**TASK DETAILS:** Across all the entries, tally the lines holding the word "ConfirmationSessions", and give the number by itself.

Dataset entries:
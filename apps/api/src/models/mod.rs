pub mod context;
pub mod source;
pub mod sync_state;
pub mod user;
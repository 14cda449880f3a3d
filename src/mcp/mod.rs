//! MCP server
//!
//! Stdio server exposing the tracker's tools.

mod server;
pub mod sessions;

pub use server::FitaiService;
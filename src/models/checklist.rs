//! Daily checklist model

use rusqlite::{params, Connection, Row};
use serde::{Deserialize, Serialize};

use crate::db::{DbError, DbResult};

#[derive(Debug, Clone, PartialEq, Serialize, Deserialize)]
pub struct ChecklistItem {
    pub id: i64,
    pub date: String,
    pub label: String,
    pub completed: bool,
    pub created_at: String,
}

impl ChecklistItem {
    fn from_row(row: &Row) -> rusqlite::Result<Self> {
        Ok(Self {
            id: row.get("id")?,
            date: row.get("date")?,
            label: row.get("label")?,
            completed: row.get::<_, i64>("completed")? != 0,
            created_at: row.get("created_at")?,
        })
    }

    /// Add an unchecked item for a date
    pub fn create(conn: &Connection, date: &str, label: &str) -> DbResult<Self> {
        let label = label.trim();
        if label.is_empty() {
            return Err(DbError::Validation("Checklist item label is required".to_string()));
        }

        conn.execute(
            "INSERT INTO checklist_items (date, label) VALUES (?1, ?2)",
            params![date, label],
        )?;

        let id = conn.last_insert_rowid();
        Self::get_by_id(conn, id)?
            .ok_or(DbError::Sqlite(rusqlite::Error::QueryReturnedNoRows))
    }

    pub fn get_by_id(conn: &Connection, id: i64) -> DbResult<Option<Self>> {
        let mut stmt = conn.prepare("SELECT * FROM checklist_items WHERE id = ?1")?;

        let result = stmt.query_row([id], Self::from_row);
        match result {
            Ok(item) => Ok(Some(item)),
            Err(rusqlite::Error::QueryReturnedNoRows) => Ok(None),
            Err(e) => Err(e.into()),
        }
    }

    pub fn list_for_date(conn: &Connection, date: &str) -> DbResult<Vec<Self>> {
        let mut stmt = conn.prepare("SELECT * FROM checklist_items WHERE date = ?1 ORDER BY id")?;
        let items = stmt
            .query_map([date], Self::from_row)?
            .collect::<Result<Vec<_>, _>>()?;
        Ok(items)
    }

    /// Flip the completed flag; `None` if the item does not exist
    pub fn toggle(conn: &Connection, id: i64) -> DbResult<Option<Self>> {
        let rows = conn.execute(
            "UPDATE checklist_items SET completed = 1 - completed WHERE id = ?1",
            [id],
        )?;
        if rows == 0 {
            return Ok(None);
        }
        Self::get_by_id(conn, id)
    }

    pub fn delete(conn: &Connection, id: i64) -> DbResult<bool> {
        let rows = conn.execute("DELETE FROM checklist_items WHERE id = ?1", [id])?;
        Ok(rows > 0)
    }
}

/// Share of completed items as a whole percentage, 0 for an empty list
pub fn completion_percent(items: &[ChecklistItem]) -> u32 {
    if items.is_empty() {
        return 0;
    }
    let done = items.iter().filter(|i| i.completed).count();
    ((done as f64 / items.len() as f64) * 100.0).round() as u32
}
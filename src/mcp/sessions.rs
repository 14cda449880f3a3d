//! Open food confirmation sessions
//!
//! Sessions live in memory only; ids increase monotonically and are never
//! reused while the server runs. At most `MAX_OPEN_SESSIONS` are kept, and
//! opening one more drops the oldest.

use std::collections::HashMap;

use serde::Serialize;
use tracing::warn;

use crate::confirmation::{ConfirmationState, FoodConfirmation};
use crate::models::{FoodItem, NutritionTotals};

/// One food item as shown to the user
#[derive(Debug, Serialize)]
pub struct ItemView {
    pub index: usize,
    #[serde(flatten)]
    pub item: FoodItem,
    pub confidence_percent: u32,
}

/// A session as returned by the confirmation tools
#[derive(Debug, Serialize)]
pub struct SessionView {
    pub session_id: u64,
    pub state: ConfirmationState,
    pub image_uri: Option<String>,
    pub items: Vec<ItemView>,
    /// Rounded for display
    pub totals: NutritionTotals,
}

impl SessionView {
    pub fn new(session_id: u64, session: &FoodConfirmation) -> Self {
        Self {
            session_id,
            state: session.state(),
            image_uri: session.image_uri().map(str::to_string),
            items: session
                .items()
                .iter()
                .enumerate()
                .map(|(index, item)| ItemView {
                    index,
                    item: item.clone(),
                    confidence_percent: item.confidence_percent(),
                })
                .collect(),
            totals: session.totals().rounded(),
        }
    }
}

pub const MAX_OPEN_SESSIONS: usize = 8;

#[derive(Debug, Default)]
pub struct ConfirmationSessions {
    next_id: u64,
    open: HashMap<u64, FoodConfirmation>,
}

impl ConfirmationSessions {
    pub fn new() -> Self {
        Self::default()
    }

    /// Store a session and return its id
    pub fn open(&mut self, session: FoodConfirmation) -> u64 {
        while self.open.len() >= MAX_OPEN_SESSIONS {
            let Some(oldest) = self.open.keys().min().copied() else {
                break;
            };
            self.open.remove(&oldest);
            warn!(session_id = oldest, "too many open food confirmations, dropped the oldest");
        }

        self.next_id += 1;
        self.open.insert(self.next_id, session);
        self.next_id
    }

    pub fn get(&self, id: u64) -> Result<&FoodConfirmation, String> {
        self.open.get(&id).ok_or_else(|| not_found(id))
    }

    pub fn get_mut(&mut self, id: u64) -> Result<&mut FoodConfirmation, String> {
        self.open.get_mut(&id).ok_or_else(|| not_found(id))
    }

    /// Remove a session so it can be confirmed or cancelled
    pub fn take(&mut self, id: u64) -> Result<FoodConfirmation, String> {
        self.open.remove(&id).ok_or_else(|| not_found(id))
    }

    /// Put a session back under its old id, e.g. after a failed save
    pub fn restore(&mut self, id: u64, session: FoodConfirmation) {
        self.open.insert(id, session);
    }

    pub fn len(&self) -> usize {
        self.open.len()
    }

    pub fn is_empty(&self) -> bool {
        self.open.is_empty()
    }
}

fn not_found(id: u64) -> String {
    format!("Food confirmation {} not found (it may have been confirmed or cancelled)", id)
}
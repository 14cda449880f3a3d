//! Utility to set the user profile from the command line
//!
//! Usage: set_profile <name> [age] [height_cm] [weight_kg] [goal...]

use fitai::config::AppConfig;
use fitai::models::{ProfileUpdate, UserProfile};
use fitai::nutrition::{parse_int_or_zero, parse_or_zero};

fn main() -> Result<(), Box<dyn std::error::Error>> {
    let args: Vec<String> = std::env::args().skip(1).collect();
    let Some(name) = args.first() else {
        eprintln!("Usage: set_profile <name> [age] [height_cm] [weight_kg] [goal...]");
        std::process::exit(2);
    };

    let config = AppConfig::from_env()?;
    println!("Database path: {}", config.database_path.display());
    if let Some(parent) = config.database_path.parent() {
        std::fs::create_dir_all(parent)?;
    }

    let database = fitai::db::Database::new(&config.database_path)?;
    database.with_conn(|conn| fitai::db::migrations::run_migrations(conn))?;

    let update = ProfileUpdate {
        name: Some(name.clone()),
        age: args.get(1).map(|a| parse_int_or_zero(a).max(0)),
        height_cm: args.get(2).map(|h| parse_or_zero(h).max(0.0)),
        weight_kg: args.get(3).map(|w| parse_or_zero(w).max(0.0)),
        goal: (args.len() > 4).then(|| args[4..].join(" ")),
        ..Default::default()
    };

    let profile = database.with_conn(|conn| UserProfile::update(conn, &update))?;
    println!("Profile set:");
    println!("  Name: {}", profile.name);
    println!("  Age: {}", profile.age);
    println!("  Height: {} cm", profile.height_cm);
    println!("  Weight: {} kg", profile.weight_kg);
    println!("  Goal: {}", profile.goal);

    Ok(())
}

**RESULT FOR THIS TASK:** 2